Chapter 38 Conversion of quantifiers

A. Show in each case that the sentences are inconsistent:

1. 1.
   ​

   $S(a)\to T(m),T(m)\to S(a),T(m)\wedge \neg S(a)$

2. 2.
   ​

   $\neg \exists xR(x,a),\forall x\forall yR(y,x)$

3. 3.
   ​

   $\neg \exists x\exists yL(x,y),L(a,a)$

4. 4.
   ​

   $\forall x(P(x)\to Q(x)),\forall z(P(z)\to R(z)),\forall yP(y),\neg Q(a)\wedge \neg R(b)$

B. Show that each pair of sentences is provably equivalent:

1. 1.
   ​

   $\forall x(A(x)\to \neg B(x)),\neg \exists x(A(x)\wedge B(x))$

2. 2.
   ​

   $\forall x(\neg A(x)\to B(d)),\forall xA(x)\vee B(d)$

C. In chapter 24, we considered what happens when we move quantifiers ‘across’ various logical operators.
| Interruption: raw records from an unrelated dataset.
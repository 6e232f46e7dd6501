//! Filesystem-backed `PreferenceStore` writing one JSON file per key.

use std::io;

use camino::{Utf8Path, Utf8PathBuf};
use cinephile_fs::{ensure_parent_dir, read_optional_to_string, write_string};

use super::{PreferenceStore, StoreError};

/// Stores each key as `<root>/<key>.json`.
///
/// The root directory is created on the first write. Reads of a key that was
/// never written return `None`.
///
/// # Examples
/// ```no_run
/// use cinephile_core::{DirectoryStore, PreferenceStore};
///
/// # fn main() -> Result<(), cinephile_core::StoreError> {
/// let mut store = DirectoryStore::new(".cinephile");
/// store.set("movie_preferences", "{}")?;
/// # Ok(())
/// # }
/// ```
#[derive(Debug, Clone, PartialEq, Eq)]
pub struct DirectoryStore {
    root: Utf8PathBuf,
}

impl DirectoryStore {
    /// Create a store rooted at `root`.
    pub fn new(root: impl Into<Utf8PathBuf>) -> Self {
        Self { root: root.into() }
    }

    /// Directory holding the stored files.
    pub fn root(&self) -> &Utf8Path {
        &self.root
    }

    fn path_for(&self, key: &str) -> Result<Utf8PathBuf, StoreError> {
        let valid = !key.is_empty()
            && key
                .chars()
                .all(|c| c.is_ascii_alphanumeric() || c == '_' || c == '-');
        if !valid {
            return Err(StoreError::InvalidKey {
                key: key.to_owned(),
            });
        }
        Ok(self.root.join(format!("{key}.json")))
    }
}

impl PreferenceStore for DirectoryStore {
    fn get(&self, key: &str) -> Result<Option<String>, StoreError> {
        let path = self.path_for(key)?;
        read_optional_to_string(&path).map_err(|source| io_error(key, source))
    }

    fn set(&mut self, key: &str, value: &str) -> Result<(), StoreError> {
        let path = self.path_for(key)?;
        ensure_parent_dir(&path).map_err(|source| io_error(key, source))?;
        write_string(&path, value).map_err(|source| io_error(key, source))
    }
}

fn io_error(key: &str, source: io::Error) -> StoreError {
    StoreError::Io {
        key: key.to_owned(),
        source,
    }
}
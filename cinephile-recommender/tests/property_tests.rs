//! Property-based tests for the recommendation engine.
//!
//! # Invariants tested
//!
//! - **Membership:** every pick is an element of the supplied catalogue.
//! - **Bounded windows:** the suggestion ring never exceeds ten entries.
//! - **Reproducibility:** equal seeds give equal pick sequences.
#![expect(
    clippy::float_arithmetic,
    reason = "ratings are generated as half steps"
)]

use cinephile_core::test_support::movie;
use cinephile_core::{MemoryStore, Movie};
use cinephile_recommender::{
    RecommendationEngine, RecommendationOptions, Strategy as RecommendationStrategy,
};
use proptest::prelude::*;

const GENRES: [&str; 6] = ["Action", "Comedy", "Drama, Romance", "Horror", "Sci-Fi", ""];
const DIRECTORS: [&str; 4] = ["Unknown", "A", "B", ""];

fn movie_strategy() -> impl Strategy<Value = (usize, u8, usize, u16)> {
    (0..GENRES.len(), 0_u8..=10, 0..DIRECTORS.len(), 1950_u16..2030)
}

fn catalogue_strategy() -> impl Strategy<Value = Vec<Movie>> {
    prop::collection::vec(movie_strategy(), 1..30).prop_map(|rows| {
        rows.into_iter()
            .enumerate()
            .map(|(index, (genre, half_stars, director, year))| {
                movie(
                    &format!("m{index}"),
                    GENRES.get(genre).copied().unwrap_or_default(),
                    f32::from(half_stars) / 2.0,
                    DIRECTORS.get(director).copied().unwrap_or_default(),
                    &year.to_string(),
                )
            })
            .collect()
    })
}

fn options_strategy() -> impl Strategy<Value = RecommendationOptions> {
    (
        prop::sample::select(RecommendationStrategy::ALL.to_vec()),
        prop::option::of(prop::sample::select(vec!["happy", "Scared", "bored"])),
        prop::option::of(prop::sample::select(vec!["drama", "Action", "Western"])),
        prop::option::of(prop::sample::select(vec!["1990s", "2010s", "1800s"])),
        any::<bool>(),
    )
        .prop_map(|(strategy, mood, genre, decade, avoid_recent)| {
            let mut options = RecommendationOptions::new()
                .with_strategy(strategy)
                .with_avoid_recent(avoid_recent);
            options.mood = mood.map(str::to_owned);
            options.genre_filter = genre.map(str::to_owned);
            options.decade = decade.map(str::to_owned);
            options
        })
}

fn pick_ids(seed: u64, movies: &[Movie], options: &RecommendationOptions) -> Vec<Option<String>> {
    let mut engine = RecommendationEngine::seeded(MemoryStore::default(), seed);
    (0..5)
        .map(|_| {
            engine
                .recommend(movies, options)
                .map(|picked| picked.id.clone())
        })
        .collect()
}

proptest! {
    #![proptest_config(ProptestConfig::with_cases(64))]

    /// Property: a non-empty catalogue always yields one of its own movies.
    #[test]
    fn picks_come_from_the_catalogue(
        seed in any::<u64>(),
        movies in catalogue_strategy(),
        options in options_strategy(),
        liked in prop::collection::vec(any::<prop::sample::Index>(), 0..8),
    ) {
        let mut engine = RecommendationEngine::seeded(MemoryStore::default(), seed);
        for index in &liked {
            engine.update_preferences(index.get(&movies), true);
        }
        for _ in 0..12 {
            let picked = engine.recommend(&movies, &options);
            prop_assert!(picked.is_some());
            prop_assert!(picked.is_some_and(|m| movies.iter().any(|c| std::ptr::eq(c, m))));
        }
        prop_assert!(engine.preferences().recently_suggested.len() <= 10);
    }

    /// Property: equal seeds reproduce the same sequence of picks.
    #[test]
    fn seeded_engines_are_reproducible(
        seed in any::<u64>(),
        movies in catalogue_strategy(),
        options in options_strategy(),
    ) {
        prop_assert_eq!(
            pick_ids(seed, &movies, &options),
            pick_ids(seed, &movies, &options)
        );
    }
}
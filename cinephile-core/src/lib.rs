//! Core domain types for the Cinephile recommendation engine.
//!
//! The crate models the movie catalogue handed to the engine, the persisted
//! [`UserPreferences`] profile and the [`PreferenceStore`] capability used
//! to load and save it. It carries no randomness and no strategy logic; see
//! `cinephile-recommender` for those.

#![forbid(unsafe_code)]
#![cfg_attr(docsrs, feature(doc_cfg))]

pub mod catalog;
pub mod decade;
pub mod movie;
pub mod profile;
pub mod store;
#[cfg(any(test, feature = "test-support"))]
#[cfg_attr(docsrs, doc(cfg(feature = "test-support")))]
pub mod test_support;

pub use catalog::{
    Catalog, CatalogError, filter_by_genre, filter_by_rating, generate_movie_id, search_movies,
    sort_by_rating, sort_by_title, sort_by_year, unique_directors, unique_genres,
};
pub use decade::{UNKNOWN_DECADE, decade_of};
pub use movie::{Movie, NEUTRAL_RATING, RawMovie};
pub use profile::{Affinities, UserPreferences, ViewRecord};
#[cfg(feature = "store-fs")]
pub use store::DirectoryStore;
pub use store::{MemoryStore, PreferenceStore, StoreError};
//! Entry point for the command-line interface.
#![forbid(unsafe_code)]

fn main() {
    if let Err(err) = cinephile_cli::run() {
        eprintln!("cinephile: {err}");
        std::process::exit(1);
    }
}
Show that each pair of sentences is provably equivalent:

1. 1.
   ​

   $\forall x(F(x)\wedge G(a)),\forall xF(x)\wedge G(a)$

2. 2.
   ​

   $\exists x(F(x)\vee G(a)),\exists xF(x)\vee G(a)$

3. 3.
   ​

   $\forall x(G(a)\to F(x)),G(a)\to \forall xF(x)$

4. 4.
   ​

   $\forall x(F(x)\to G(a)),\exists xF(x)\to G(a)$

5. 5.
   ​

   $\exists x(G(a)\to F(x)),G(a)\to \exists xF(x)$

6. 6.
   ​

   $\exists x(F(x)\to G(a)),\forall xF(x)\to G(a)$

NB: the variable ‘$x$’ does not occur in ‘$G(a)$’. When all the quantifiers occur at the beginning of a sentence, that sentence is said to be in prenex normal form. These equivalences are sometimes called prenexing rules, since they give us a means for putting any sentence into prenex normal form.